▶ _Work to be completed_
Can you return the records below exactly as they stand, but only from the first line through the one with "convert it into"?

***** Information provided

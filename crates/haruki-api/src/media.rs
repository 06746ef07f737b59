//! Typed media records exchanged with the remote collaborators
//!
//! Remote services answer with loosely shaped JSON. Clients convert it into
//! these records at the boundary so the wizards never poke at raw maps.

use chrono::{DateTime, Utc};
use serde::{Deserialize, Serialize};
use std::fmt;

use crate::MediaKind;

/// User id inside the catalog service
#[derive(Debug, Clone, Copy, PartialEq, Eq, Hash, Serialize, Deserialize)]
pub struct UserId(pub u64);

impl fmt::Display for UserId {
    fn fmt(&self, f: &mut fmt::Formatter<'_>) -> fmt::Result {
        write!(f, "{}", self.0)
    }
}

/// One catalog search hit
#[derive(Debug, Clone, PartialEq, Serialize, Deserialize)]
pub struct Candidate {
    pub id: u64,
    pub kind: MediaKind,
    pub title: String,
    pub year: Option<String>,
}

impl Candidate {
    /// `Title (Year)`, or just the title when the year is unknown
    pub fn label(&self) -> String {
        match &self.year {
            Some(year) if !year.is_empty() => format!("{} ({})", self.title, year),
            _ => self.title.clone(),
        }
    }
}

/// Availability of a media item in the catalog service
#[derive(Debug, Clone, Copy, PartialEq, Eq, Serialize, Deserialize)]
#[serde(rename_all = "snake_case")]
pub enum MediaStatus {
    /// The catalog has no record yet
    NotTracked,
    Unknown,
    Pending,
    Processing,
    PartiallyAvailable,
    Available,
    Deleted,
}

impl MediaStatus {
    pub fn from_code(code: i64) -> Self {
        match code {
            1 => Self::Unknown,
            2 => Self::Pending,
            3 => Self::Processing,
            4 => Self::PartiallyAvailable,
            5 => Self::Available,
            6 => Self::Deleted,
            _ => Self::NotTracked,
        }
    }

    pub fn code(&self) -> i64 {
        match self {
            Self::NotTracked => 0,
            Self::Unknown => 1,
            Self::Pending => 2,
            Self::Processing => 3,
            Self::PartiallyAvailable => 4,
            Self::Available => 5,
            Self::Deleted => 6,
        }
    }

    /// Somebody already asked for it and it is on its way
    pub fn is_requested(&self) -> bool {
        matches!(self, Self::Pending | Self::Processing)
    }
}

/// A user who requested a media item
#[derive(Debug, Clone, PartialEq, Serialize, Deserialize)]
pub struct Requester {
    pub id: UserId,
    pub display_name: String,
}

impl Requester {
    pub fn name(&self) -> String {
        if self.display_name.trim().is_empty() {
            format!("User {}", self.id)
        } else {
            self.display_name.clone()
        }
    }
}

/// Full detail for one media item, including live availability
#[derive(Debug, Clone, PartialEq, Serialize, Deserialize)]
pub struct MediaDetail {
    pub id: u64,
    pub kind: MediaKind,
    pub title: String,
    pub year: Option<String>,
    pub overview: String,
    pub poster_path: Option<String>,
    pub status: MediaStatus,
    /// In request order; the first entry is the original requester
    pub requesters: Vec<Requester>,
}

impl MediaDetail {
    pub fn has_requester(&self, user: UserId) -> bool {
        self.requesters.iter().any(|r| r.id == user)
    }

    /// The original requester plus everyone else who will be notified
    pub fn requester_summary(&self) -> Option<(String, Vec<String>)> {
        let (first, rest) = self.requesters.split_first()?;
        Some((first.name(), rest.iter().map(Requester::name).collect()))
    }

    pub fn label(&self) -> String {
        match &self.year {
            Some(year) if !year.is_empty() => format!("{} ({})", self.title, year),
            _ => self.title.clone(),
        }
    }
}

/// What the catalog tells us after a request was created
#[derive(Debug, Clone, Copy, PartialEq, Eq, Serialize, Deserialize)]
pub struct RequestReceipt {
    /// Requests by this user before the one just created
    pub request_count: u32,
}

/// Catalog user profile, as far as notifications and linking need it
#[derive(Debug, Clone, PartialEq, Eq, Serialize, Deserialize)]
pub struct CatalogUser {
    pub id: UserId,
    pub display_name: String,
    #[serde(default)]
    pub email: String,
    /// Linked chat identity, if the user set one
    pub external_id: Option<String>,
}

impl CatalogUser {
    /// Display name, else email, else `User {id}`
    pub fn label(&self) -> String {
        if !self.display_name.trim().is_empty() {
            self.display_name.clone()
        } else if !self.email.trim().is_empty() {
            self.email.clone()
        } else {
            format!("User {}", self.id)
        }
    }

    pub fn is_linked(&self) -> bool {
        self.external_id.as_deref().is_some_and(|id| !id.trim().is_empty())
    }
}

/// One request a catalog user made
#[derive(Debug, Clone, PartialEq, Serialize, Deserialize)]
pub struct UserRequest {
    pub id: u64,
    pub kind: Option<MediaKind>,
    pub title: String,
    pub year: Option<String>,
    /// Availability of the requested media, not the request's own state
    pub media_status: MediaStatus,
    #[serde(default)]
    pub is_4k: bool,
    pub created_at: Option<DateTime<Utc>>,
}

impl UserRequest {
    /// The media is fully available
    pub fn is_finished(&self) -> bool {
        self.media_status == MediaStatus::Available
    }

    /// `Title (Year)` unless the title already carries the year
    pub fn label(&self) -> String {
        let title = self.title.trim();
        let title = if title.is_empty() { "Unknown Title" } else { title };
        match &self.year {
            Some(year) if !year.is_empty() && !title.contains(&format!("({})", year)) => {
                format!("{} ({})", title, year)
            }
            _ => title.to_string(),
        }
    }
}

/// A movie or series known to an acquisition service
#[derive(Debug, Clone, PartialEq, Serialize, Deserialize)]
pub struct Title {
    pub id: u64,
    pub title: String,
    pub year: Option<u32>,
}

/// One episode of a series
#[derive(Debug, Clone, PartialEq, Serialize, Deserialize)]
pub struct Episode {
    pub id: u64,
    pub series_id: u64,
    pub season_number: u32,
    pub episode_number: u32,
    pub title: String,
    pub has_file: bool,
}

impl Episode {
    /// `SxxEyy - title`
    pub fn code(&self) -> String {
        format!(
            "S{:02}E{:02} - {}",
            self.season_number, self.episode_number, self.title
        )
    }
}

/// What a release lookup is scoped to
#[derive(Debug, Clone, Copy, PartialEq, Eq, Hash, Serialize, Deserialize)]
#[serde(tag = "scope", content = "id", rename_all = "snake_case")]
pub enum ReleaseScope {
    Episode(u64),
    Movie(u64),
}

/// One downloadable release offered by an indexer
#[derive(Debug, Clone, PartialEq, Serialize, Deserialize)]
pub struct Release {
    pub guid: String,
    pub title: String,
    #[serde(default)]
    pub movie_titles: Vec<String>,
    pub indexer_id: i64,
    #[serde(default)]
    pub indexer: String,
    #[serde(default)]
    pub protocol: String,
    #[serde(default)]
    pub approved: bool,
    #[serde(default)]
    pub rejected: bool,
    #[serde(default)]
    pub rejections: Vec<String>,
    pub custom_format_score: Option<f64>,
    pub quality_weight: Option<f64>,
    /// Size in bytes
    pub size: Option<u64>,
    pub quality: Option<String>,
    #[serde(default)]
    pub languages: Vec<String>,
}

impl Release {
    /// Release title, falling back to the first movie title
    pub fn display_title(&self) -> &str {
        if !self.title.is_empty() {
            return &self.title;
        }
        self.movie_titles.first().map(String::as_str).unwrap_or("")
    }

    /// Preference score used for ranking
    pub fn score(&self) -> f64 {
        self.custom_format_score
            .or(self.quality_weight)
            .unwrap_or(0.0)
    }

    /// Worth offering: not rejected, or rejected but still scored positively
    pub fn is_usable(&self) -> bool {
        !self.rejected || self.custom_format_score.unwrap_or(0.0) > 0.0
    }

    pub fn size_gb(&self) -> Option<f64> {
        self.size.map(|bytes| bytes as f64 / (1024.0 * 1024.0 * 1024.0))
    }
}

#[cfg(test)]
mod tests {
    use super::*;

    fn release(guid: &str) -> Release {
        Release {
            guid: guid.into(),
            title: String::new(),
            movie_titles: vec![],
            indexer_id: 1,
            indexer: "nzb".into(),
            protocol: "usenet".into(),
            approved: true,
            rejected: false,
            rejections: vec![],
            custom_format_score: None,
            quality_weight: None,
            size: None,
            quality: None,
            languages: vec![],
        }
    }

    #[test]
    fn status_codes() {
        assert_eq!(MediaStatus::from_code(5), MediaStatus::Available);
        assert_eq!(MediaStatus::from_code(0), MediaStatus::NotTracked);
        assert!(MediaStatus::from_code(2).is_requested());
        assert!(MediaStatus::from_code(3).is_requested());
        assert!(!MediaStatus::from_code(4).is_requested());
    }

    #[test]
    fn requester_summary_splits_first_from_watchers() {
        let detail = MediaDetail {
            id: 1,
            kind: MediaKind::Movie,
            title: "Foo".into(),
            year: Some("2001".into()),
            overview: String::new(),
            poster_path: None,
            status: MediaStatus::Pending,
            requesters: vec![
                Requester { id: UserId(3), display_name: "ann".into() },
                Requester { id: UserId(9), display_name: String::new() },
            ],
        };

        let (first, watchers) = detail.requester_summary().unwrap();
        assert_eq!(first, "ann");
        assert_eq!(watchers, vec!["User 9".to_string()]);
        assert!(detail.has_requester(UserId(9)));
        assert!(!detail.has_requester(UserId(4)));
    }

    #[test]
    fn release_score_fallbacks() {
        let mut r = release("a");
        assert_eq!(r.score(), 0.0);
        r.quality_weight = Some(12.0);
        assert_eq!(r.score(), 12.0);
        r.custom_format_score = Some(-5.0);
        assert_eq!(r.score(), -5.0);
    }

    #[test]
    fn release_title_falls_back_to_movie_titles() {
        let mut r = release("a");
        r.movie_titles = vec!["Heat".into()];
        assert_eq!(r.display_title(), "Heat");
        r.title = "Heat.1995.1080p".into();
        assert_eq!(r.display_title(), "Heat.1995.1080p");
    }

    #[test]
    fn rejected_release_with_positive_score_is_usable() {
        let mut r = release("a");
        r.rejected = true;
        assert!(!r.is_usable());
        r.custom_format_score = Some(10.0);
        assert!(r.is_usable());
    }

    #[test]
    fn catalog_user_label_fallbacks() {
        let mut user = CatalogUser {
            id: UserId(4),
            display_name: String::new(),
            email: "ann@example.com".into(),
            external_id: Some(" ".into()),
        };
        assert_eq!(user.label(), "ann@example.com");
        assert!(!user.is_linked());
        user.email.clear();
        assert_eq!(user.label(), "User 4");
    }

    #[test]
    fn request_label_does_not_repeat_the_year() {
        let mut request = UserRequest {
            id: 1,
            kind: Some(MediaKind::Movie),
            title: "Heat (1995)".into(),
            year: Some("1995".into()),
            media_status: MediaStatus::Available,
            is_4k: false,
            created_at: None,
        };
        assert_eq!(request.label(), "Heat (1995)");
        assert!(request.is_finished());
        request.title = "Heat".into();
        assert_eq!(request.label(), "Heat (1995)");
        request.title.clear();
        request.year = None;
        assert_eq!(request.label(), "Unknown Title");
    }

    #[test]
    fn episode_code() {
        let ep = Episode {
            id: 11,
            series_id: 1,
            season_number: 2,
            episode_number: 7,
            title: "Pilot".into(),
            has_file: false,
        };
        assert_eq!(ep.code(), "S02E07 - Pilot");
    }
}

**********

▶ _Solution_
filename crates/haruki-api/src/media.rs
repository 06746ef07f737b59
//! Typed media records exchanged with the remote collaborators
//!
//! Remote services answer with loosely shaped JSON. Clients convert it into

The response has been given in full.